Appellant also seems to argue that her defamation claim is not subject to the immunity statutes because it was alleged in the context of the federal civil rights statute pursuant to 42 United States Code section 1983. Appellant recognizes that the civil rights cause of action was summarily adjudicated against her, but argues that if we conclude that motion was improperly granted, then it will spring back into the operative complaint. We have concluded that the summary adjudication was proper, so we need not and do not address this claim.

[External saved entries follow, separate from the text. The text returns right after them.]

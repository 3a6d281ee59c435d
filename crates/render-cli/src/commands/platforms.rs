//! Platforms command - print the capability table

use anyhow::{Context, Result};
use render_build::{CapabilityTable, PlatformCapabilities};
use render_config::ConfigLoader;
use std::collections::BTreeMap;
use std::path::PathBuf;

/// Platforms command arguments
#[derive(Debug, Default)]
pub struct PlatformsArgs {
    /// Apply overrides from the manifest found here
    pub project_dir: Option<PathBuf>,
    /// JSON output
    pub json: bool,
}

/// Run the platforms command
pub fn run(args: PlatformsArgs) -> Result<()> {
    let project_dir = super::absolute_dir(args.project_dir.as_deref())?;
    let config = ConfigLoader::new()
        .load_from_directory(&project_dir)
        .context("Failed to load rendergen.toml")?;
    let table = CapabilityTable::with_overrides(&config.project.platforms)?;

    if args.json {
        let rows: BTreeMap<&str, &PlatformCapabilities> =
            table.iter().map(|(p, row)| (p.name(), row)).collect();
        println!("{}", serde_json::to_string_pretty(&rows)?);
        return Ok(());
    }

    for (platform, row) in table.iter() {
        println!("{}", platform);
        println!("  backends:   {}", join(row.backends.iter().map(|b| b.name())));
        println!("  frameworks: {}", join(row.frameworks.iter().map(String::as_str)));
        println!("  libs:       {}", join(row.libs.iter().map(String::as_str)));
        match row.resource_set {
            Some(kind) if row.has_bundles() => println!(
                "  bundle:     {} ({})",
                row.bundle.extension().unwrap_or("-"),
                kind
            ),
            _ => println!("  bundle:     -"),
        }
        println!(
            "  monolithic: {}, tools: {}",
            yes_no(row.monolithic),
            yes_no(row.host_tools)
        );
    }

    Ok(())
}

fn join<'a>(items: impl Iterator<Item = &'a str>) -> String {
    let items: Vec<&str> = items.collect();
    if items.is_empty() {
        "-".to_string()
    } else {
        items.join(", ")
    }
}

fn yes_no(value: bool) -> &'static str {
    if value {
        "yes"
    } else {
        "no"
    }
}
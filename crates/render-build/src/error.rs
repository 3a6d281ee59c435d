/// Build planning error types
use std::path::PathBuf;
use thiserror::Error;

pub type BuildResult<T> = Result<T, BuildError>;

#[derive(Debug, Error)]
pub enum BuildError {
    #[error("Unknown platform: {0}")]
    UnknownPlatform(String),

    #[error("Unknown backend: {0}")]
    UnknownBackend(String),

    #[error("Circular dependency detected: {}", .path.join(" -> "))]
    CyclicDependency { path: Vec<String> },

    #[error("Artifact '{name}' is already declared")]
    DuplicateArtifact { name: String },

    #[error("Artifact '{dependency}' (required by {dependent}) is never declared")]
    MissingDependency { dependent: String, dependency: String },

    #[error("Library '{library}' cannot depend on {kind} '{dependency}'")]
    InvalidDependency {
        library: String,
        dependency: String,
        kind: String,
    },

    #[error("Invalid artifact '{name}': {reason}")]
    InvalidArtifact { name: String, reason: String },

    #[error("Invalid manifest: {0}")]
    InvalidManifest(String),

    #[error("Configuration error: {0}")]
    Config(#[from] render_config::ConfigError),

    #[error("I/O error at {path}: {error}")]
    IoError {
        path: PathBuf,
        error: std::io::Error,
    },

    #[error("Serialization error: {0}")]
    Serialization(#[from] serde_json::Error),
}

impl BuildError {
    /// Create an I/O error with path context
    pub fn io(path: impl Into<PathBuf>, error: std::io::Error) -> Self {
        Self::IoError {
            path: path.into(),
            error,
        }
    }

    /// Create an artifact validation error
    pub fn invalid_artifact(name: impl Into<String>, reason: impl ToString) -> Self {
        Self::InvalidArtifact {
            name: name.into(),
            reason: reason.to_string(),
        }
    }

    /// Create a missing dependency error
    pub fn missing_dependency(dependent: impl Into<String>, dependency: impl Into<String>) -> Self {
        Self::MissingDependency {
            dependent: dependent.into(),
            dependency: dependency.into(),
        }
    }
}
//! Environment-derived hints
//!
//! SDK roots such as `VULKAN_SDK` contribute an include path and a library
//! path when set. An unset variable contributes nothing and is not an error.

use crate::project::SdkConfig;
use std::collections::BTreeMap;
use std::path::{Path, PathBuf};

/// Default SDK hints when the manifest declares none
pub const DEFAULT_SDK_NAME: &str = "vulkan";
pub const DEFAULT_SDK_VARIABLE: &str = "VULKAN_SDK";

/// Paths contributed by one resolved SDK
#[derive(Debug, Clone, PartialEq, Eq)]
pub struct SdkPaths {
    pub name: String,
    pub root: PathBuf,
    pub include: PathBuf,
    pub lib: PathBuf,
}

/// Include and library search paths resolved from the environment
#[derive(Debug, Clone, Default, PartialEq, Eq)]
pub struct EnvironmentHints {
    sdks: Vec<SdkPaths>,
}

impl EnvironmentHints {
    /// Resolve hints against the process environment
    pub fn from_env(sdks: &BTreeMap<String, SdkConfig>) -> Self {
        Self::resolve_with(sdks, |name| std::env::var(name).ok())
    }

    /// Resolve hints with a custom variable lookup
    pub fn resolve_with<F>(sdks: &BTreeMap<String, SdkConfig>, lookup: F) -> Self
    where
        F: Fn(&str) -> Option<String>,
    {
        let defaults;
        let sdks = if sdks.is_empty() {
            defaults = default_sdks();
            &defaults
        } else {
            sdks
        };

        let mut resolved = Vec::new();
        for (name, sdk) in sdks {
            match lookup(&sdk.variable).filter(|value| !value.trim().is_empty()) {
                Some(root) => {
                    let root = PathBuf::from(root);
                    let include = root.join(sdk.include.as_deref().unwrap_or(Path::new("include")));
                    let lib = root.join(sdk.lib.as_deref().unwrap_or(Path::new("lib")));
                    log::debug!("SDK '{}' found at {}", name, root.display());
                    resolved.push(SdkPaths {
                        name: name.clone(),
                        root,
                        include,
                        lib,
                    });
                }
                None => {
                    log::debug!("SDK '{}' not set (${}), skipping", name, sdk.variable);
                }
            }
        }

        Self { sdks: resolved }
    }

    /// SDKs that were found
    pub fn sdks(&self) -> &[SdkPaths] {
        &self.sdks
    }

    /// Include paths contributed by all found SDKs
    pub fn include_paths(&self) -> Vec<PathBuf> {
        self.sdks.iter().map(|s| s.include.clone()).collect()
    }

    /// Library paths contributed by all found SDKs
    pub fn lib_paths(&self) -> Vec<PathBuf> {
        self.sdks.iter().map(|s| s.lib.clone()).collect()
    }
}

fn default_sdks() -> BTreeMap<String, SdkConfig> {
    let mut sdks = BTreeMap::new();
    sdks.insert(
        DEFAULT_SDK_NAME.to_string(),
        SdkConfig {
            variable: DEFAULT_SDK_VARIABLE.to_string(),
            include: None,
            lib: None,
        },
    );
    sdks
}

Appellant claims the court abused its discretion by granting judgment on the pleadings without giving her the opportunity to amend. The court noted that in her opposition to the motion, appellant failed to show how she could amend the cause of action to avoid the immunity bar, “notwithstanding that this action has been pending for many, many years” and trial was less than two months from the date of the hearing. Nor could the court envision how appellant could amend. For that reason, it denied leave to amend.
This was not an abuse of discretion. Appellant had the burden of demonstrating the manner in which she could amend the complaint to state a cause of action for defamation which would not be subject to the immunity under section 821.6. (See Ross v. Creel Printing & Publishing Co. (2002) 100 Cal.App.4th 736, 748.) At no point in the trial court or on appeal has appellant suggested how she could do so.
We also find no support in the record for appellant’s claim that the issue of section 821.6 immunity had been decided in her favor in an earlier motion in this action. And as the trial court observed, even if the issue had been raised and rejected in an earlier demurrer, it was still properly before the court. A motion for judgment on the pleadings may be made at any time either prior to or at the trial itself, “even when a general demurrer has been previously overruled. The interests of all parties are advanced by avoiding a trial and reversal for defect in pleadings. The objecting party is acting properly in raising the point at his first opportunity, by general demurrer. If the demurrer is erroneously overruled, he is acting properly in raising the point again, at his next opportunity.” (Ion Equipment Corp. v. Nelson (1980) 110 Cal.App.3d 868, 877.)
DISPOSITION
The judgment is affirmed. Appellant to recover costs.
We concur: MANELLA, J., SUZUKAWA, J.